■ Exercise ■
Only one span of the listing below is wanted: the lines from the one with "#[derive(Debug, Clone, Default, PartialEq, Eq)]" through the one with "name and suffix", reproduced exactly, both ends kept.

*** Raw data Section Begins ***

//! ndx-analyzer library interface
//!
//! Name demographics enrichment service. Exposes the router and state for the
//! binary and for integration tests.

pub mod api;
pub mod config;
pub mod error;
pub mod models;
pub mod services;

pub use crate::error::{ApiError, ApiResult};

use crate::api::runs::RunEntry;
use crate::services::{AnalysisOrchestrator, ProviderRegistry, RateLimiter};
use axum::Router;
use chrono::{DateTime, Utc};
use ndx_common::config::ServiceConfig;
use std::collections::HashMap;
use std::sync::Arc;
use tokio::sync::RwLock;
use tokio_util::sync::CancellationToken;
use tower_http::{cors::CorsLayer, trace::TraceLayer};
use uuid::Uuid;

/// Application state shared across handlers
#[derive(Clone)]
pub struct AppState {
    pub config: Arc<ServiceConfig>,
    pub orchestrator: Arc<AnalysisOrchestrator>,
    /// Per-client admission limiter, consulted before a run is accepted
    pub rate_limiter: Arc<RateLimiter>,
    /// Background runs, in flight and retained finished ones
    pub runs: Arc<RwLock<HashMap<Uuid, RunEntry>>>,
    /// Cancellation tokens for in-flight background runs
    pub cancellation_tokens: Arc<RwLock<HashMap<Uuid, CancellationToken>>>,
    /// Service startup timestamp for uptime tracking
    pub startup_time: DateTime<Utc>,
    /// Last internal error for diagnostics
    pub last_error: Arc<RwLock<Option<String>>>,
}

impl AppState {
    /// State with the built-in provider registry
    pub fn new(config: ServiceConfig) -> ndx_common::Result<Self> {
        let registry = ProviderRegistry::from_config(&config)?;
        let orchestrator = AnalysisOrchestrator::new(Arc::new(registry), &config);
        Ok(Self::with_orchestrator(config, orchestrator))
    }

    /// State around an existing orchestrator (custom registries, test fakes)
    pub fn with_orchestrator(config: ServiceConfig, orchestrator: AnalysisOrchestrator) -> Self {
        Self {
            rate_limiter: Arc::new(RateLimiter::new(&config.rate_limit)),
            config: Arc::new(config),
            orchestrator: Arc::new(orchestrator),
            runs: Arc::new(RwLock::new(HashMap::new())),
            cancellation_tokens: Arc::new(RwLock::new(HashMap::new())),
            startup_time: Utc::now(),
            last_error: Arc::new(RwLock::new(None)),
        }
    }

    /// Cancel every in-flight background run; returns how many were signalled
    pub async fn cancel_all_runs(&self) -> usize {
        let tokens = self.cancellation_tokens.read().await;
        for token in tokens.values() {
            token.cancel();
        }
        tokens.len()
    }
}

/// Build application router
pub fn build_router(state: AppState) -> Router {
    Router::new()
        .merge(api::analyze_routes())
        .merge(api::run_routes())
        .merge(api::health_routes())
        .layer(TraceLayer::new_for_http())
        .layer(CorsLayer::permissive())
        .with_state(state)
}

*** Raw data Section Ends ***
*** Raw data Section Begins ***

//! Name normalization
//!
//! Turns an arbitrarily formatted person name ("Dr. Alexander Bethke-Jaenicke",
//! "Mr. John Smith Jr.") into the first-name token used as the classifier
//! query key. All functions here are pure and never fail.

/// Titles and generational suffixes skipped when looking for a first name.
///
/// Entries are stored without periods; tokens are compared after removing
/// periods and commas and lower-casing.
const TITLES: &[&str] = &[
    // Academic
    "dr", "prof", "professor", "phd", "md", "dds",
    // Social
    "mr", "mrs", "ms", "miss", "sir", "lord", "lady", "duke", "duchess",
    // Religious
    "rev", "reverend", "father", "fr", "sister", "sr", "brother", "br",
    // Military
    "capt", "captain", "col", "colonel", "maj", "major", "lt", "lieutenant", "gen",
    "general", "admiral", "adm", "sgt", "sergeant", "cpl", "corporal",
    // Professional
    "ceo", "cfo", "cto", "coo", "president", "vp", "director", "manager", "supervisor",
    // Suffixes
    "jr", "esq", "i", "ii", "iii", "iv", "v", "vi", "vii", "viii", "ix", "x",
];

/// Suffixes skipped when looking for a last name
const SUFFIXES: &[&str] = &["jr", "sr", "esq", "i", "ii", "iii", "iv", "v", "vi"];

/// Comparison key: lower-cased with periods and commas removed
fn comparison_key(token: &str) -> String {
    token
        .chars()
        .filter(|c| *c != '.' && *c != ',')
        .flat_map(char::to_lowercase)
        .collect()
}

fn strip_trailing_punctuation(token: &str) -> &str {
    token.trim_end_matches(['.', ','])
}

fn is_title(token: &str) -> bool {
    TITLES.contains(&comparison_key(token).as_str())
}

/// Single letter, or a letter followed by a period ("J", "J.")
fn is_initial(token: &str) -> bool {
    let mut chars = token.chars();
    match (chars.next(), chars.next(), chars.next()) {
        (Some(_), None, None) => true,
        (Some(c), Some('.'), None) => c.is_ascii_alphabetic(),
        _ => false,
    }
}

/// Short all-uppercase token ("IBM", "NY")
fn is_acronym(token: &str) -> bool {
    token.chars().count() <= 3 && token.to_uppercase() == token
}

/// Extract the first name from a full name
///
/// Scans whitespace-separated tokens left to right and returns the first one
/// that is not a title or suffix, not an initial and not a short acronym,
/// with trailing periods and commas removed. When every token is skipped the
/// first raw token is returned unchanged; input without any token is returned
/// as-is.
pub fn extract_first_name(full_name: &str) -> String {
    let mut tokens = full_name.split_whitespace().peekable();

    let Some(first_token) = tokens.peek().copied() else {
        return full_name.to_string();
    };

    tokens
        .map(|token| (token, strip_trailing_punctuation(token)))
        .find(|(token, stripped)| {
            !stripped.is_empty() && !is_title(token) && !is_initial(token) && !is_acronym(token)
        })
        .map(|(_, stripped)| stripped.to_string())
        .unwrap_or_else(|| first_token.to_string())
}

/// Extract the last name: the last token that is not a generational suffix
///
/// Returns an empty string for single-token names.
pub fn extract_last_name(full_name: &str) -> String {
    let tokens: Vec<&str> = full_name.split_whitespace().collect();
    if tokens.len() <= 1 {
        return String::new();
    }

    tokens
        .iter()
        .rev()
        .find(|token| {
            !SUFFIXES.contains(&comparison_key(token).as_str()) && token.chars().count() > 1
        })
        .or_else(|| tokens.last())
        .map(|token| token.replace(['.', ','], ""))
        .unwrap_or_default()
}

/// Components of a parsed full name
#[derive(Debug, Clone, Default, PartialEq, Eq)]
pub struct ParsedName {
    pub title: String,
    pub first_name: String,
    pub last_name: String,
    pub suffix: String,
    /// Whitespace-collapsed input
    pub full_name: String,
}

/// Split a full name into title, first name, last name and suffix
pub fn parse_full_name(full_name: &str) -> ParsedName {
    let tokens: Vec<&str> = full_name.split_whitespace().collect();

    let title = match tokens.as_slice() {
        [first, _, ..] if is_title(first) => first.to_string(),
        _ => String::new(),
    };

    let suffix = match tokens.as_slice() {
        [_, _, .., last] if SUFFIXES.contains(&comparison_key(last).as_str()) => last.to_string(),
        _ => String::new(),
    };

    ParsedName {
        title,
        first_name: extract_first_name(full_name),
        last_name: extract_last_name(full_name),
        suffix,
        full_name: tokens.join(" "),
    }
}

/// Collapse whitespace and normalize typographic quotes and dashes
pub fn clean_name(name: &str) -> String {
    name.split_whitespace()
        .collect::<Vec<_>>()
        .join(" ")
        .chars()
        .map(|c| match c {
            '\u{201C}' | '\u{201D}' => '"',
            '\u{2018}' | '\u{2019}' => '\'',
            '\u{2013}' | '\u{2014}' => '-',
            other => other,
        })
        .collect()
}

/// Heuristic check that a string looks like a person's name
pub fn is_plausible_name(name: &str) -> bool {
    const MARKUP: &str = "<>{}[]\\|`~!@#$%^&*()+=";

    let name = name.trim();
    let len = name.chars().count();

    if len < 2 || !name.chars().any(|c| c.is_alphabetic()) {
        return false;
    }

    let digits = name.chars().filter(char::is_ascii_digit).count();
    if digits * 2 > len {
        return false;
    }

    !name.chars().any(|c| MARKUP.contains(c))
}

*** Raw data Section Ends ***

■ Finished exercise ■
#[derive(Debug, Clone, Default, PartialEq, Eq)]
pub struct ParsedName {
    pub title: String,
    pub first_name: String,
    pub last_name: String,
    pub suffix: String,
    /// Whitespace-collapsed input
    pub full_name: String,
}

/// Split a full name into title, first name, last name and suffix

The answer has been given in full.